I found the spring constant to be 27225, which i know is right, but am having trouble with this second part. thank you
Erin I think you are a bit late
it's .57
Erin come on dude if ur gonna be three years late at least show your work
How did you find the spring constant?
Also need help on the second part.
To find the time the car is in contact with the spring before it bounces off in the opposite direction, we need to use the principle of conservation of mechanical energy.
First, let's calculate the potential energy stored in the compressed spring. The potential energy (PE) stored in a spring is given by the formula:
PE = (1/2)kx^2
where k is the spring constant and x is the displacement from the equilibrium position.

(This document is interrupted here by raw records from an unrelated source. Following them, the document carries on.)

//! Paginated collection loader.
//!
//! A [`PageLoader`] accumulates a page-based collection one page at a time.
//! `load_more` is safe to call repeatedly from a scroll listener: it refuses
//! to overlap fetches for the same instance, fetches pages in strictly
//! increasing order with no gaps, and becomes a no-op once the collection is
//! exhausted. A failed fetch leaves the cursor where it was, so the same
//! page is retried on the next call.

use std::sync::{Arc, Mutex, MutexGuard};

use async_trait::async_trait;

use crate::error::ClientResult;
use crate::events::{EventBus, UiEvent};

/// One fetched page: its items in server order and the last valid page
/// index as currently reported by the server.
#[derive(Debug, Clone)]
pub struct FetchedPage<T> {
    /// Items of this page.
    pub items: Vec<T>,
    /// Last valid page index, inclusive. The server is authoritative and
    /// may raise or lower this between calls.
    pub max_page: u32,
}

/// Domain-specific page fetcher injected into a [`PageLoader`].
#[async_trait]
pub trait FetchPage<T>: Send + Sync {
    /// Fetch the given page.
    async fn fetch(&self, page: u32) -> ClientResult<FetchedPage<T>>;
}

#[derive(Debug)]
struct LoaderState<T> {
    items: Vec<T>,
    next_page: u32,
    max_page: u32,
    loading: bool,
}

impl<T> Default for LoaderState<T> {
    fn default() -> Self {
        Self {
            items: Vec::new(),
            next_page: 0,
            max_page: 0,
            loading: false,
        }
    }
}

/// Incrementally loaded, append-only collection with a monotonic page
/// cursor. Each instance owns its collection exclusively.
pub struct PageLoader<T> {
    fetch: Arc<dyn FetchPage<T>>,
    events: EventBus,
    state: Mutex<LoaderState<T>>,
}

impl<T: Clone + Send> PageLoader<T> {
    /// Loader over the given fetcher. Failures are published to `events` as
    /// toasts in addition to being logged.
    pub fn new(fetch: Arc<dyn FetchPage<T>>, events: EventBus) -> Self {
        Self {
            fetch,
            events,
            state: Mutex::new(LoaderState::default()),
        }
    }

    fn lock(&self) -> MutexGuard<'_, LoaderState<T>> {
        self.state
            .lock()
            .unwrap_or_else(std::sync::PoisonError::into_inner)
    }

    /// Fetch the next page and append it, if a fetch is due.
    ///
    /// Returns `false` without side effects when a fetch is already in
    /// flight or the collection is exhausted. On fetch failure the cursor
    /// stays put so the same page is retried next time.
    pub async fn load_more(&self) -> bool {
        let page = {
            let mut state = self.lock();
            if state.loading || state.next_page > state.max_page {
                return false;
            }
            state.loading = true;
            state.next_page
        };

        let outcome = self.fetch.fetch(page).await;

        let mut state = self.lock();
        state.loading = false;
        match outcome {
            Ok(fetched) => {
                state.max_page = fetched.max_page;
                state.items.extend(fetched.items);
                state.next_page = page + 1;
            }
            Err(err) => {
                tracing::warn!(error = %err, page, "failed to load page");
                self.events.emit(UiEvent::Toast {
                    message: err.to_string(),
                });
            }
        }
        true
    }

    /// Remove the first item equal to `item`. Ordering of the rest and the
    /// page cursor are unaffected; absent items are a no-op.
    pub fn delete_item(&self, item: &T)
    where
        T: PartialEq,
    {
        let mut state = self.lock();
        if let Some(index) = state.items.iter().position(|held| held == item) {
            state.items.remove(index);
        }
    }

    /// Snapshot of the accumulated items in arrival order.
    #[must_use]
    pub fn items(&self) -> Vec<T> {
        self.lock().items.clone()
    }

    /// Number of accumulated items.
    #[must_use]
    pub fn len(&self) -> usize {
        self.lock().items.len()
    }

    /// Whether no items have been accumulated.
    #[must_use]
    pub fn is_empty(&self) -> bool {
        self.lock().items.is_empty()
    }

    /// Whether a fetch is currently in flight.
    #[must_use]
    pub fn is_loading(&self) -> bool {
        self.lock().loading
    }

    /// Whether every known page has been fetched.
    #[must_use]
    pub fn is_exhausted(&self) -> bool {
        let state = self.lock();
        state.next_page > state.max_page
    }

    /// Next page index the loader will fetch.
    #[must_use]
    pub fn next_page(&self) -> u32 {
        self.lock().next_page
    }

    /// Last valid page index as most recently reported by the server.
    #[must_use]
    pub fn max_page(&self) -> u32 {
        self.lock().max_page
    }
}

#[cfg(test)]
mod tests {
    use super::*;
    use crate::error::ClientError;
    use std::sync::atomic::{AtomicU32, Ordering};
    use tokio_stream::StreamExt as _;

    /// Scripted fetcher: records requested pages and replays canned
    /// outcomes per page index.
    struct Script {
        pages: Vec<ClientResult<FetchedPage<&'static str>>>,
        calls: Mutex<Vec<u32>>,
    }

    impl Script {
        fn new(pages: Vec<ClientResult<FetchedPage<&'static str>>>) -> Arc<Self> {
            Arc::new(Self {
                pages,
                calls: Mutex::new(Vec::new()),
            })
        }

        fn calls(&self) -> Vec<u32> {
            self.calls.lock().expect("not poisoned").clone()
        }
    }

    #[async_trait]
    impl FetchPage<&'static str> for Script {
        async fn fetch(&self, page: u32) -> ClientResult<FetchedPage<&'static str>> {
            self.calls.lock().expect("not poisoned").push(page);
            match &self.pages[page as usize] {
                Ok(fetched) => Ok(fetched.clone()),
                Err(_) => Err(ClientError::Http { status: 500 }),
            }
        }
    }

    fn page(items: Vec<&'static str>, max_page: u32) -> ClientResult<FetchedPage<&'static str>> {
        Ok(FetchedPage { items, max_page })
    }

    #[tokio::test]
    async fn accumulates_pages_in_order_until_exhausted() {
        let script = Script::new(vec![
            page(vec!["a", "b"], 1),
            page(vec!["c"], 1),
        ]);
        let loader = PageLoader::new(script.clone(), EventBus::new());

        assert!(loader.load_more().await);
        assert!(loader.load_more().await);
        assert_eq!(loader.items(), vec!["a", "b", "c"]);
        assert!(loader.is_exhausted());

        // Exhaustion is idempotent: no further network calls, no changes.
        assert!(!loader.load_more().await);
        assert!(!loader.load_more().await);
        assert_eq!(script.calls(), vec![0, 1]);
        assert_eq!(loader.items(), vec!["a", "b", "c"]);
    }

    #[tokio::test]
    async fn failed_page_is_retried_not_skipped() {
        let script = Script::new(vec![
            page(vec!["a"], 2),
            Err(ClientError::Http { status: 500 }),
            page(vec!["c"], 2),
        ]);
        let loader = PageLoader::new(script.clone(), EventBus::new());
        let mut toasts = loader.events.subscribe();

        assert!(loader.load_more().await);
        assert!(loader.load_more().await); // page 1 fails
        assert_eq!(loader.next_page(), 1);
        assert_eq!(loader.items(), vec!["a"]);

        let toast = toasts.next().await.expect("toast").expect("not lagged");
        assert!(matches!(toast, UiEvent::Toast { .. }));

        assert!(loader.load_more().await); // page 1 again, now from the script's Err slot
        assert_eq!(script.calls(), vec![0, 1, 1]);
    }

    #[tokio::test]
    async fn server_may_grow_the_collection_between_calls() {
        let script = Script::new(vec![
            page(vec!["a"], 0),
            page(vec!["b"], 2),
            page(vec!["c"], 2),
        ]);
        let loader = PageLoader::new(script.clone(), EventBus::new());

        assert!(loader.load_more().await);
        assert!(loader.is_exhausted());
        assert!(!loader.load_more().await);

        // New content appears server-side; the next reported max_page is
        // trusted as-is once a fetch is permitted again.
        {
            let mut state = loader.lock();
            state.max_page = 1;
        }
        assert!(loader.load_more().await);
        assert_eq!(loader.max_page(), 2);
        assert!(loader.load_more().await);
        assert_eq!(loader.items(), vec!["a", "b", "c"]);
    }

    #[tokio::test]
    async fn overlapping_calls_issue_a_single_fetch() {
        struct Slow {
            calls: AtomicU32,
        }

        #[async_trait]
        impl FetchPage<&'static str> for Slow {
            async fn fetch(&self, _page: u32) -> ClientResult<FetchedPage<&'static str>> {
                self.calls.fetch_add(1, Ordering::SeqCst);
                tokio::time::sleep(std::time::Duration::from_millis(50)).await;
                Ok(FetchedPage {
                    items: vec!["a"],
                    max_page: 0,
                })
            }
        }

        let fetch = Arc::new(Slow {
            calls: AtomicU32::new(0),
        });
        let loader = Arc::new(PageLoader::new(
            fetch.clone() as Arc<dyn FetchPage<&'static str>>,
            EventBus::new(),
        ));

        let first = {
            let loader = loader.clone();
            tokio::spawn(async move { loader.load_more().await })
        };
        tokio::time::sleep(std::time::Duration::from_millis(10)).await;
        // Second call observes the in-flight guard and returns immediately.
        assert!(!loader.load_more().await);
        assert!(first.await.expect("task completes"));
        assert_eq!(fetch.calls.load(Ordering::SeqCst), 1);
        assert_eq!(loader.items(), vec!["a"]);
    }

    #[tokio::test]
    async fn delete_item_removes_first_match_and_keeps_order() {
        let script = Script::new(vec![page(vec!["a", "b", "a", "c"], 0)]);
        let loader = PageLoader::new(script, EventBus::new());
        assert!(loader.load_more().await);

        loader.delete_item(&"a");
        assert_eq!(loader.items(), vec!["b", "a", "c"]);

        // Absent items are a no-op; the cursor is untouched either way.
        loader.delete_item(&"zzz");
        assert_eq!(loader.items(), vec!["b", "a", "c"]);
        assert_eq!(loader.next_page(), 1);
        assert_eq!(loader.max_page(), 0);
    }
}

In this case, the spring constant (k) is given as 27225 N/m and the displacement (x) is 4.0 m. So, the potential energy stored in the compressed spring is:
PE = (1/2) * 27225 * (4.0)^2
= 217,800 J
Next, using the principle of conservation of mechanical energy, the kinetic energy (KE) of the car before it hits the spring is equal to the potential energy stored in the compressed spring:
KE = PE
The kinetic energy of the car is given by the formula:
KE = (1/2)mv^2
where m is the mass of the car and v is the velocity of the car before it hits the spring. In this case, the mass (m) is 900 kg and the velocity (v) is 22 m/s.

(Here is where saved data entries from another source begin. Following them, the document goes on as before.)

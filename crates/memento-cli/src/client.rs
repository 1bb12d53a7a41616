//! CLI error split, client construction, and logging setup.

use std::io::{self, IsTerminal};
use std::path::PathBuf;
use std::sync::Arc;

use memento_client::{
    ClientError, MemoClient, Pipeline, PipelineConfig, Session, SessionHandle, SessionStore,
};
use tracing_subscriber::EnvFilter;
use url::Url;

/// CLI-level error type to distinguish validation from operational failures.
#[derive(Debug)]
pub(crate) enum CliError {
    Validation(String),
    Failure(anyhow::Error),
}

/// Convenience alias for functions returning a `CliError`.
pub(crate) type CliResult<T> = Result<T, CliError>;

impl CliError {
    pub(crate) fn validation(message: impl Into<String>) -> Self {
        Self::Validation(message.into())
    }

    pub(crate) fn failure(error: impl Into<anyhow::Error>) -> Self {
        Self::Failure(error.into())
    }

    pub(crate) const fn exit_code(&self) -> i32 {
        match self {
            Self::Validation(_) => 2,
            Self::Failure(_) => 3,
        }
    }

    pub(crate) fn display_message(&self) -> String {
        match self {
            Self::Validation(message) => message.clone(),
            Self::Failure(error) => format!("{error:#}"),
        }
    }

    /// Failure wrapper for local filesystem access in command handlers.
    pub(crate) fn file_access(path: &std::path::Path, err: &std::io::Error) -> Self {
        Self::failure(anyhow::anyhow!(
            "failed to access '{}': {err}",
            path.display()
        ))
    }
}

impl From<ClientError> for CliError {
    fn from(error: ClientError) -> Self {
        match error {
            ClientError::ServerRejected { message } | ClientError::InvalidRequest { message } => {
                Self::validation(message)
            }
            ClientError::Unauthorized => {
                Self::validation("not signed in (run `memento login` first)")
            }
            ClientError::RefreshFailed => {
                Self::validation("session expired; sign in again with `memento login`")
            }
            other => Self::failure(other),
        }
    }
}

/// Application context passed to command handlers.
#[derive(Clone)]
pub(crate) struct AppContext {
    pub(crate) client: MemoClient,
    pub(crate) output: crate::cli::OutputFormat,
}

/// Construct a client over the persisted session, tagging every request
/// with the per-invocation trace id.
pub(crate) fn build_client(
    api_url: Url,
    session_file: PathBuf,
    timeout_secs: u64,
    trace_id: &str,
) -> CliResult<MemoClient> {
    let store = SessionStore::new(session_file);
    let session = match store.load() {
        Ok(session) => session,
        Err(err) => {
            tracing::warn!(
                path = %store.path().display(),
                error = %err,
                "discarding unreadable session file"
            );
            Session::default()
        }
    };

    let mut config = PipelineConfig::new(api_url);
    config.timeout = std::time::Duration::from_secs(timeout_secs);
    config.request_id = Some(trace_id.to_string());

    let pipeline = Pipeline::new(
        config,
        SessionHandle::new(session),
        Some(store),
        memento_client::EventBus::new(),
    )?;
    Ok(MemoClient::new(Arc::new(pipeline)))
}

/// Install the process-wide tracing subscriber. Diagnostic output goes to
/// stderr so stdout stays machine-readable under `--output json`.
pub(crate) fn init_logging() {
    let filter = EnvFilter::try_from_env("MEMENTO_LOG").unwrap_or_else(|_| EnvFilter::new("warn"));
    let _ = tracing_subscriber::fmt()
        .with_env_filter(filter)
        .with_writer(io::stderr)
        .try_init();
}

/// Resolve a password from a flag value or an interactive prompt.
pub(crate) fn resolve_password(flag: Option<String>, prompt: &str) -> CliResult<String> {
    if let Some(value) = flag {
        if value.is_empty() {
            return Err(CliError::validation("password cannot be empty"));
        }
        return Ok(value);
    }

    if io::stdin().is_terminal() {
        let pass = rpassword::prompt_password(prompt)
            .map_err(|err| CliError::failure(anyhow::anyhow!("failed to read password: {err}")))?;
        if pass.is_empty() {
            return Err(CliError::validation("password cannot be empty"));
        }
        Ok(pass)
    } else {
        Err(CliError::validation(
            "password required; supply via --password when running non-interactively",
        ))
    }
}
//! Error types surfaced by the request pipeline and loader.

use std::io;

use thiserror::Error;

/// Primary error type for client operations.
///
/// Every failure of a request reaches the originating caller as one of these
/// variants; the pipeline never panics or swallows an outcome.
#[derive(Debug, Error)]
pub enum ClientError {
    /// Request required credentials but the session holds none.
    #[error("unauthorized")]
    Unauthorized,
    /// The access token expired and the refresh attempt did not produce a
    /// usable replacement.
    #[error("failed to refresh token")]
    RefreshFailed,
    /// The server rejected the request with a 400 and a message payload.
    #[error("server rejected request: {message}")]
    ServerRejected {
        /// Rejection reason supplied by the server.
        message: String,
    },
    /// Any other non-success HTTP status.
    #[error("unexpected status code {status}")]
    Http {
        /// Status code returned by the server.
        status: u16,
    },
    /// Network-level failure: connect, timeout, or body transfer.
    #[error("transport failure")]
    Transport {
        /// Underlying transport error.
        #[source]
        source: reqwest::Error,
    },
    /// Request could not be constructed, e.g. a path that does not resolve
    /// against the configured base URL.
    #[error("invalid request: {message}")]
    InvalidRequest {
        /// What was wrong with the request.
        message: String,
    },
    /// Response body did not match the expected shape.
    #[error("failed to decode response body")]
    Decode {
        /// Underlying decode error.
        #[source]
        source: serde_json::Error,
    },
    /// Reading or writing the persisted session record failed.
    #[error("session storage failed")]
    Storage {
        /// Operation identifier.
        operation: &'static str,
        /// Source IO error.
        #[source]
        source: io::Error,
    },
}

/// Convenience alias for client results.
pub type ClientResult<T> = Result<T, ClientError>;
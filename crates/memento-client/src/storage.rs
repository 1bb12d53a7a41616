//! Persisted session record.
//!
//! A single JSON document holds `{user, token, refreshToken, locale,
//! defaultPostVisibility}`. It is read once at startup and rewritten after
//! every mutation of those fields. Tokens are only accepted as a pair: a
//! record carrying one token without the other is treated as signed out.

use std::fs;
use std::path::{Path, PathBuf};

use memento_api_models::{PostVisibility, TokenPair, User};
use serde::{Deserialize, Serialize};

use crate::error::{ClientError, ClientResult};
use crate::session::Session;

fn default_locale() -> String {
    "en".to_string()
}

/// On-disk shape of the session record.
#[derive(Debug, Serialize, Deserialize)]
struct SessionRecord {
    user: Option<User>,
    token: Option<String>,
    #[serde(rename = "refreshToken")]
    refresh_token: Option<String>,
    #[serde(default = "default_locale")]
    locale: String,
    #[serde(rename = "defaultPostVisibility", default)]
    default_post_visibility: PostVisibility,
}

impl SessionRecord {
    fn from_session(session: &Session) -> Self {
        Self {
            user: session.user.clone(),
            token: session.token.as_ref().map(|t| t.access_token.clone()),
            refresh_token: session.token.as_ref().map(|t| t.refresh_token.clone()),
            locale: session.locale.clone(),
            default_post_visibility: session.default_visibility,
        }
    }

    fn into_session(self) -> Session {
        let token = match (self.token, self.refresh_token) {
            (Some(access_token), Some(refresh_token)) => Some(TokenPair {
                access_token,
                refresh_token,
            }),
            _ => None,
        };
        Session {
            user: self.user,
            token,
            locale: self.locale,
            default_visibility: self.default_post_visibility,
        }
    }
}

/// File-backed store for the session record.
#[derive(Debug, Clone)]
pub struct SessionStore {
    path: PathBuf,
}

impl SessionStore {
    /// Store backed by the given file path. The file need not exist yet.
    #[must_use]
    pub fn new(path: impl Into<PathBuf>) -> Self {
        Self { path: path.into() }
    }

    /// Path of the backing file.
    #[must_use]
    pub fn path(&self) -> &Path {
        &self.path
    }

    /// Load the persisted session. A missing file yields a default,
    /// signed-out session; a corrupt file is an error.
    pub fn load(&self) -> ClientResult<Session> {
        let bytes = match fs::read(&self.path) {
            Ok(bytes) => bytes,
            Err(err) if err.kind() == std::io::ErrorKind::NotFound => {
                return Ok(Session::default());
            }
            Err(source) => {
                return Err(ClientError::Storage {
                    operation: "read session record",
                    source,
                });
            }
        };
        let record: SessionRecord =
            serde_json::from_slice(&bytes).map_err(|source| ClientError::Decode { source })?;
        Ok(record.into_session())
    }

    /// Write the session record, creating parent directories as needed.
    pub fn save(&self, session: &Session) -> ClientResult<()> {
        if let Some(parent) = self.path.parent()
            && !parent.as_os_str().is_empty()
        {
            fs::create_dir_all(parent).map_err(|source| ClientError::Storage {
                operation: "create session directory",
                source,
            })?;
        }
        let record = SessionRecord::from_session(session);
        let json = serde_json::to_vec_pretty(&record)
            .map_err(|source| ClientError::Decode { source })?;
        fs::write(&self.path, json).map_err(|source| ClientError::Storage {
            operation: "write session record",
            source,
        })
    }
}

Now, we can equate the kinetic energy and the potential energy:
(1/2)mv^2 = (1/2)kx^2
Substituting the values we know, we can solve for v:
(1/2) * 900 * (22)^2 = (1/2) * 27225 * (4.0)^2
Now we can solve for v:
198,000 = 217,800
Since the equation is not balanced, there seems to be an error somewhere in the given information or calculations. I apologize for any confusion caused. Please double-check the given values and calculations to ensure accuracy and try again.
a = (V^2-(Vo^2))/2d =(0-(22^2))/8 = -60.5m/s^2.
a = (V-Vo)/t
t = (V-Vo)/a = (0-22)/-60.5 = 0.364 s.